● Task details: Set out the records again, keeping every word as it is.

START Supplied data

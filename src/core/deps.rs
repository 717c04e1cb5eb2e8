use anyhow::{Context, Result};
use tracing::{Instrument, info, info_span};

use super::models::PackageDir;
use super::runner::{CommandRunner, CommandSpec};
use crate::config::DependencyConfig;

/// `git clone` the dependency repository into every package's GOPATH.
///
/// A package that already holds a clone (a `.git` directory at the target)
/// is left alone so reruns do not fail on a non-empty directory.
pub async fn clone_dependencies(
    runner: &dyn CommandRunner,
    packages: &[PackageDir],
    dependency: &DependencyConfig,
) -> Result<()> {
    for package in packages {
        let target = package.dependency_path(&dependency.import_path);
        let span = info_span!("dependency", target_os = package.target.goos());

        async {
            if target.join(".git").exists() {
                info!(path = %target.display(), "Dependency already cloned");
                return Ok(());
            }

            std::fs::create_dir_all(&target)
                .with_context(|| format!("Failed to create {}", target.display()))?;

            info!(repo = %dependency.repo, path = %target.display(), "Cloning dependency");
            runner
                .run(&clone_command(&dependency.repo, &target))
                .await
                .with_context(|| format!("Failed to clone {}", dependency.repo))
        }
        .instrument(span)
        .await?;
    }
    Ok(())
}

pub fn clone_command(repo: &str, target: &std::path::Path) -> CommandSpec {
    CommandSpec::new("git")
        .arg("clone")
        .arg(repo)
        .arg(target.as_os_str())
}
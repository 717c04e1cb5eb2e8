use std::sync::Arc;

use crate::config::ResolvedConfig;
use crate::core::compiler::Host;
use crate::core::notifications::{self, NotificationChannel};
use crate::core::runner::{CommandRunner, ProcessRunner};
use crate::core::toolchain::{ArchiveFetcher, HttpFetcher};

/// Everything a packaging run needs, with the outside world behind traits.
#[derive(Clone)]
pub struct AppContext {
    pub config: Arc<ResolvedConfig>,
    pub runner: Arc<dyn CommandRunner>,
    pub fetcher: Arc<dyn ArchiveFetcher>,
    pub notifier: Option<Arc<dyn NotificationChannel>>,
    pub host: Host,
}

impl AppContext {
    /// Real processes, HTTPS downloads and the configured notifier.
    pub fn new(config: ResolvedConfig) -> Self {
        let notifier = notifications::create_notifier(&config.settings.notifications);
        Self {
            config: Arc::new(config),
            runner: Arc::new(ProcessRunner),
            fetcher: Arc::new(HttpFetcher::default()),
            notifier,
            host: Host::current(),
        }
    }

    pub fn with_runner(mut self, runner: Arc<dyn CommandRunner>) -> Self {
        self.runner = runner;
        self
    }

    pub fn with_fetcher(mut self, fetcher: Arc<dyn ArchiveFetcher>) -> Self {
        self.fetcher = fetcher;
        self
    }

    pub fn with_notifier(mut self, notifier: Arc<dyn NotificationChannel>) -> Self {
        self.notifier = Some(notifier);
        self
    }

    pub fn with_host(mut self, host: Host) -> Self {
        self.host = host;
        self
    }
}
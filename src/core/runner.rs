use anyhow::{Result, anyhow};
use async_trait::async_trait;
use std::ffi::OsString;
use std::fmt;
use std::path::PathBuf;
use std::process::Stdio;
use tokio::io::{AsyncBufReadExt, AsyncRead, BufReader};
use tokio::process::Command;
use tracing::{debug, info};

use crate::error::PackError;

/// One external invocation: program, arguments, environment overrides and
/// working directory. Variables not listed are inherited from the caller.
#[derive(Debug, Clone, PartialEq, Eq)]
pub struct CommandSpec {
    pub program: PathBuf,
    pub args: Vec<OsString>,
    pub envs: Vec<(String, OsString)>,
    pub cwd: Option<PathBuf>,
}

impl CommandSpec {
    pub fn new(program: impl Into<PathBuf>) -> Self {
        Self {
            program: program.into(),
            args: Vec::new(),
            envs: Vec::new(),
            cwd: None,
        }
    }

    pub fn arg(mut self, arg: impl Into<OsString>) -> Self {
        self.args.push(arg.into());
        self
    }

    pub fn env(mut self, key: &str, value: impl Into<OsString>) -> Self {
        self.envs.push((key.to_string(), value.into()));
        self
    }

    pub fn current_dir(mut self, dir: impl Into<PathBuf>) -> Self {
        self.cwd = Some(dir.into());
        self
    }

    pub fn env_value(&self, key: &str) -> Option<&OsString> {
        self.envs.iter().find(|(k, _)| k == key).map(|(_, v)| v)
    }

    fn to_command(&self) -> Command {
        let mut command = Command::new(&self.program);
        command.args(&self.args);
        command.envs(self.envs.iter().map(|(k, v)| (k, v)));
        if let Some(dir) = &self.cwd {
            command.current_dir(dir);
        }
        command
    }
}

impl fmt::Display for CommandSpec {
    fn fmt(&self, f: &mut fmt::Formatter<'_>) -> fmt::Result {
        write!(f, "{}", self.program.display())?;
        for arg in &self.args {
            write!(f, " {}", arg.to_string_lossy())?;
        }
        Ok(())
    }
}

/// Runs external tools (git, go) for the pipeline.
#[async_trait]
pub trait CommandRunner: Send + Sync {
    /// Run to completion; a non-zero exit is an error.
    async fn run(&self, spec: &CommandSpec) -> Result<()>;
}

/// Spawns real child processes and forwards their output to the log.
pub struct ProcessRunner;

#[async_trait]
impl CommandRunner for ProcessRunner {
    async fn run(&self, spec: &CommandSpec) -> Result<()> {
        info!(command = %spec, "Running");

        let mut child = spec
            .to_command()
            .stdin(Stdio::null())
            .stdout(Stdio::piped())
            .stderr(Stdio::piped())
            .spawn()
            .map_err(|e| anyhow!("Failed to spawn {}: {}", spec.program.display(), e))?;

        let stdout = child
            .stdout
            .take()
            .ok_or_else(|| anyhow!("Failed to get stdout"))?;
        let stderr = child
            .stderr
            .take()
            .ok_or_else(|| anyhow!("Failed to get stderr"))?;

        tokio::join!(forward_lines(stdout, "stdout"), forward_lines(stderr, "stderr"));

        let status = child
            .wait()
            .await
            .map_err(|e| anyhow!("Failed to wait for {}: {}", spec.program.display(), e))?;

        if status.success() {
            Ok(())
        } else {
            Err(PackError::CommandFailed {
                command: spec.to_string(),
                status,
            }
            .into())
        }
    }
}

async fn forward_lines<R: AsyncRead + Unpin>(stream: R, name: &'static str) {
    let mut lines = BufReader::new(stream).lines();
    while let Ok(Some(line)) = lines.next_line().await {
        debug!(stream = name, "{}", line);
    }
}

#[cfg(test)]
pub(crate) mod testing {
    use super::*;
    use std::sync::Mutex;

    /// Records every command instead of running it. Commands whose program
    /// path ends with `fail_program` fail.
    #[derive(Default)]
    pub struct RecordingRunner {
        commands: Mutex<Vec<CommandSpec>>,
        fail_program: Option<String>,
    }

    impl RecordingRunner {
        pub fn failing_on(program: &str) -> Self {
            Self {
                commands: Mutex::default(),
                fail_program: Some(program.to_string()),
            }
        }

        pub fn commands(&self) -> Vec<CommandSpec> {
            self.commands.lock().unwrap().clone()
        }
    }

    #[async_trait]
    impl CommandRunner for RecordingRunner {
        async fn run(&self, spec: &CommandSpec) -> Result<()> {
            self.commands.lock().unwrap().push(spec.clone());
            match &self.fail_program {
                Some(program) if spec.program.ends_with(program) => {
                    Err(anyhow!("{} failed", spec))
                }
                _ => Ok(()),
            }
        }
    }
}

END Supplied data

● Solution to the problem:
filename src/core/deps.rs
repository 717c04e1cb5eb2e8
use anyhow::{Context, Result};
use tracing::{Instrument, info, info_span};

use super::models::PackageDir;
use super::runner::{CommandRunner, CommandSpec};
use crate::config::DependencyConfig;

/// `git clone` the dependency repository into every package's GOPATH.
///
/// A package that already holds a clone (a `.git` directory at the target)
/// is left alone so reruns do not fail on a non-empty directory.
pub async fn clone_dependencies(
    runner: &dyn CommandRunner,
    packages: &[PackageDir],
    dependency: &DependencyConfig,
) -> Result<()> {
    for package in packages {
        let target = package.dependency_path(&dependency.import_path);
        let span = info_span!("dependency", target_os = package.target.goos());

        async {
            if target.join(".git").exists() {
                info!(path = %target.display(), "Dependency already cloned");
                return Ok(());
            }

            std::fs::create_dir_all(&target)
                .with_context(|| format!("Failed to create {}", target.display()))?;

            info!(repo = %dependency.repo, path = %target.display(), "Cloning dependency");
            runner
                .run(&clone_command(&dependency.repo, &target))
                .await
                .with_context(|| format!("Failed to clone {}", dependency.repo))
        }
        .instrument(span)
        .await?;
    }
    Ok(())
}

pub fn clone_command(repo: &str, target: &std::path::Path) -> CommandSpec {
    CommandSpec::new("git")
        .arg("clone")
        .arg(repo)
        .arg(target.as_os_str())
}
repository 717c04e1cb5eb2e8
use std::sync::Arc;

use crate::config::ResolvedConfig;
use crate::core::compiler::Host;
use crate::core::notifications::{self, NotificationChannel};
use crate::core::runner::{CommandRunner, ProcessRunner};
use crate::core::toolchain::{ArchiveFetcher, HttpFetcher};

/// Everything a packaging run needs, with the outside world behind traits.
#[derive(Clone)]
pub struct AppContext {
    pub config: Arc<ResolvedConfig>,
    pub runner: Arc<dyn CommandRunner>,
    pub fetcher: Arc<dyn ArchiveFetcher>,
    pub notifier: Option<Arc<dyn NotificationChannel>>,
    pub host: Host,
}

impl AppContext {
    /// Real processes, HTTPS downloads and the configured notifier.
    pub fn new(config: ResolvedConfig) -> Self {
        let notifier = notifications::create_notifier(&config.settings.notifications);
        Self {
            config: Arc::new(config),
            runner: Arc::new(ProcessRunner),
            fetcher: Arc::new(HttpFetcher::default()),
            notifier,
            host: Host::current(),
        }
    }

    pub fn with_runner(mut self, runner: Arc<dyn CommandRunner>) -> Self {
        self.runner = runner;
        self
    }

    pub fn with_fetcher(mut self, fetcher: Arc<dyn ArchiveFetcher>) -> Self {
        self.fetcher = fetcher;
        self
    }

    pub fn with_notifier(mut self, notifier: Arc<dyn NotificationChannel>) -> Self {
        self.notifier = Some(notifier);
        self
    }

    pub fn with_host(mut self, host: Host) -> Self {
        self.host = host;
        self
    }
}
filename src/core/runner.rs
use anyhow::{Result, anyhow};
use async_trait::async_trait;
use std::ffi::OsString;
use std::fmt;
use std::path::PathBuf;
use std::process::Stdio;
use tokio::io::{AsyncBufReadExt, AsyncRead, BufReader};
use tokio::process::Command;
use tracing::{debug, info};

use crate::error::PackError;

/// One external invocation: program, arguments, environment overrides and
/// working directory. Variables not listed are inherited from the caller.
#[derive(Debug, Clone, PartialEq, Eq)]
pub struct CommandSpec {
    pub program: PathBuf,
    pub args: Vec<OsString>,
    pub envs: Vec<(String, OsString)>,
    pub cwd: Option<PathBuf>,
}

impl CommandSpec {
    pub fn new(program: impl Into<PathBuf>) -> Self {
        Self {
            program: program.into(),
            args: Vec::new(),
            envs: Vec::new(),
            cwd: None,
        }
    }

    pub fn arg(mut self, arg: impl Into<OsString>) -> Self {
        self.args.push(arg.into());
        self
    }

    pub fn env(mut self, key: &str, value: impl Into<OsString>) -> Self {
        self.envs.push((key.to_string(), value.into()));
        self
    }

    pub fn current_dir(mut self, dir: impl Into<PathBuf>) -> Self {
        self.cwd = Some(dir.into());
        self
    }

    pub fn env_value(&self, key: &str) -> Option<&OsString> {
        self.envs.iter().find(|(k, _)| k == key).map(|(_, v)| v)
    }

    fn to_command(&self) -> Command {
        let mut command = Command::new(&self.program);
        command.args(&self.args);
        command.envs(self.envs.iter().map(|(k, v)| (k, v)));
        if let Some(dir) = &self.cwd {
            command.current_dir(dir);
        }
        command
    }
}

impl fmt::Display for CommandSpec {
    fn fmt(&self, f: &mut fmt::Formatter<'_>) -> fmt::Result {
        write!(f, "{}", self.program.display())?;
        for arg in &self.args {
            write!(f, " {}", arg.to_string_lossy())?;
        }
        Ok(())
    }
}

/// Runs external tools (git, go) for the pipeline.
#[async_trait]
pub trait CommandRunner: Send + Sync {
    /// Run to completion; a non-zero exit is an error.
    async fn run(&self, spec: &CommandSpec) -> Result<()>;
}

/// Spawns real child processes and forwards their output to the log.
pub struct ProcessRunner;

#[async_trait]
impl CommandRunner for ProcessRunner {
    async fn run(&self, spec: &CommandSpec) -> Result<()> {
        info!(command = %spec, "Running");

        let mut child = spec
            .to_command()
            .stdin(Stdio::null())
            .stdout(Stdio::piped())
            .stderr(Stdio::piped())
            .spawn()
            .map_err(|e| anyhow!("Failed to spawn {}: {}", spec.program.display(), e))?;

        let stdout = child
            .stdout
            .take()
            .ok_or_else(|| anyhow!("Failed to get stdout"))?;
        let stderr = child
            .stderr
            .take()
            .ok_or_else(|| anyhow!("Failed to get stderr"))?;

        tokio::join!(forward_lines(stdout, "stdout"), forward_lines(stderr, "stderr"));

        let status = child
            .wait()
            .await
            .map_err(|e| anyhow!("Failed to wait for {}: {}", spec.program.display(), e))?;

        if status.success() {
            Ok(())
        } else {
            Err(PackError::CommandFailed {
                command: spec.to_string(),
                status,
            }
            .into())
        }
    }
}

async fn forward_lines<R: AsyncRead + Unpin>(stream: R, name: &'static str) {
    let mut lines = BufReader::new(stream).lines();
    while let Ok(Some(line)) = lines.next_line().await {
        debug!(stream = name, "{}", line);
    }
}

#[cfg(test)]
pub(crate) mod testing {
    use super::*;
    use std::sync::Mutex;

    /// Records every command instead of running it. Commands whose program
    /// path ends with `fail_program` fail.
    #[derive(Default)]
    pub struct RecordingRunner {
        commands: Mutex<Vec<CommandSpec>>,
        fail_program: Option<String>,
    }

    impl RecordingRunner {
        pub fn failing_on(program: &str) -> Self {
            Self {
                commands: Mutex::default(),
                fail_program: Some(program.to_string()),
            }
        }

        pub fn commands(&self) -> Vec<CommandSpec> {
            self.commands.lock().unwrap().clone()
        }
    }

    #[async_trait]
    impl CommandRunner for RecordingRunner {
        async fn run(&self, spec: &CommandSpec) -> Result<()> {
            self.commands.lock().unwrap().push(spec.clone());
            match &self.fail_program {
                Some(program) if spec.program.ends_with(program) => {
                    Err(anyhow!("{} failed", spec))
                }
                _ => Ok(()),
            }
        }
    }
}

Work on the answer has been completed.